The big kids are scary

I hate to be rude, but something ironic struck me on the front page of my university's website. There was a picture of our University President standing regally at a pulpit in a church (this is not my issue) and the caption said something like President Gordon will talk to congregants at a church in Norwalk (also not my issue) to encourage early planning for college.

It made me feel like I go to school at Studio 54. Please don't tell more people to come here! It's freaking packed. It's hard to park for night classes and the buildings are falling apart. Please don't tell more people that college is awesome - they know it's awesome and there are a million people here already!

It got me thinking about how weird it is to market something people already like, like Coke. Coke spends probably millions, maybe more, on advertising every year but people already like them. The thing that's different about Coke though is that if more people like them and buy their product, the can decide to spend more on ads, they can expand. CSUF CAN'T expand. There is no more cash to throw at this problem so please, I beg of you, stop telling people that college is awesome.

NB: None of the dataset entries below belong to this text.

//! Video endpoints: connect, forwarding control, JPEG ingest, viewers.

use super::{err_response, ApiResponse};
use crate::state::AppState;
use crate::ws::pump_socket;
use axum::extract::ws::WebSocketUpgrade;
use axum::extract::{Path, State};
use axum::response::{IntoResponse, Response};
use axum::Json;
use serde::Deserialize;
use serde_json::Value;
use std::sync::Arc;
use tokio::sync::mpsc;

#[derive(Debug, Deserialize)]
pub struct ConnectRequest {
    #[serde(rename = "sessionDescription")]
    pub session_description: Value,
}

/// `POST /:sid/video/connect` — publish the camera via auto-discovery.
pub async fn connect(
    State(state): State<Arc<AppState>>,
    Path(sid): Path<String>,
    Json(req): Json<ConnectRequest>,
) -> Response {
    let adapter = match state.video(&sid).await {
        Ok(a) => a,
        Err(e) => return err_response(e),
    };
    match adapter.connect(&req.session_description).await {
        Ok(answer) => Json(ApiResponse::success(answer)).into_response(),
        Err(e) => err_response(e),
    }
}

/// `POST /:sid/video/start-forwarding`
pub async fn start_forwarding(
    State(state): State<Arc<AppState>>,
    Path(sid): Path<String>,
) -> Response {
    let adapter = match state.video(&sid).await {
        Ok(a) => a,
        Err(e) => return err_response(e),
    };
    match adapter.start_forwarding().await {
        Ok(sfu_json) => Json(ApiResponse::success(sfu_json)).into_response(),
        Err(e) => err_response(e),
    }
}

/// `POST /:sid/video/stop-forwarding`
pub async fn stop_forwarding(
    State(state): State<Arc<AppState>>,
    Path(sid): Path<String>,
) -> Response {
    let adapter = match state.video(&sid).await {
        Ok(a) => a,
        Err(e) => return err_response(e),
    };
    match adapter.stop_forwarding().await {
        Ok(()) => Json(ApiResponse::success("forwarding stopped")).into_response(),
        Err(e) => err_response(e),
    }
}

/// `WS /:sid/video/sfu-subscribe` — SFU pushes JPEG frames here.
pub async fn sfu_subscribe(
    ws: WebSocketUpgrade,
    State(state): State<Arc<AppState>>,
    Path(sid): Path<String>,
) -> Response {
    let adapter = match state.video(&sid).await {
        Ok(a) => a,
        Err(e) => return err_response(e),
    };
    ws.on_upgrade(move |socket| async move {
        let (id, rx) = adapter.accept_sfu_video();
        let (in_tx, mut in_rx) = mpsc::channel::<Vec<u8>>(64);
        let feed = {
            let adapter = adapter.clone();
            async move {
                while let Some(frame) = in_rx.recv().await {
                    adapter.on_sfu_frame(&frame);
                }
            }
        };
        tokio::join!(pump_socket(socket, rx, Some(in_tx)), feed);
        adapter.on_client_disconnect(id).await;
    })
}

/// `WS /:sid/video/viewer` — raw JPEG frames to browser viewers.
pub async fn viewer(
    ws: WebSocketUpgrade,
    State(state): State<Arc<AppState>>,
    Path(sid): Path<String>,
) -> Response {
    let adapter = match state.video(&sid).await {
        Ok(a) => a,
        Err(e) => return err_response(e),
    };
    ws.on_upgrade(move |socket| async move {
        let (id, rx) = adapter.accept_viewer();
        pump_socket(socket, rx, None).await;
        adapter.on_client_disconnect(id).await;
    })
}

Last night we talked with other students who were further along in the program than my cohort and it sounds like we got here at the right time. They regaled us with stories about that one summer when all classes were cancelled and how they can't get the classes they want and end up having to stay on for extra YEARS waiting for the class to come around again. All the newbs just sat there feeling awkward. At the end of the discussion I raised my hand and said "You have heard quite a bit from the students who are well into the program but many of us in this section have remained quiet...we are new and perhaps feel like we don't have enough perspective to offer our opinions but we've gotten the classes we want and are actually quite happy..."  Afterwards, everyone kept telling me "Thanks for sticking up for us, Jess!" Just call me Jessica Chavez.

We reported back to our professor the big kids were mean and intimidating. One person from my program asked if "bitter" was a requirement to enter the program previously. Such unhappy kittens!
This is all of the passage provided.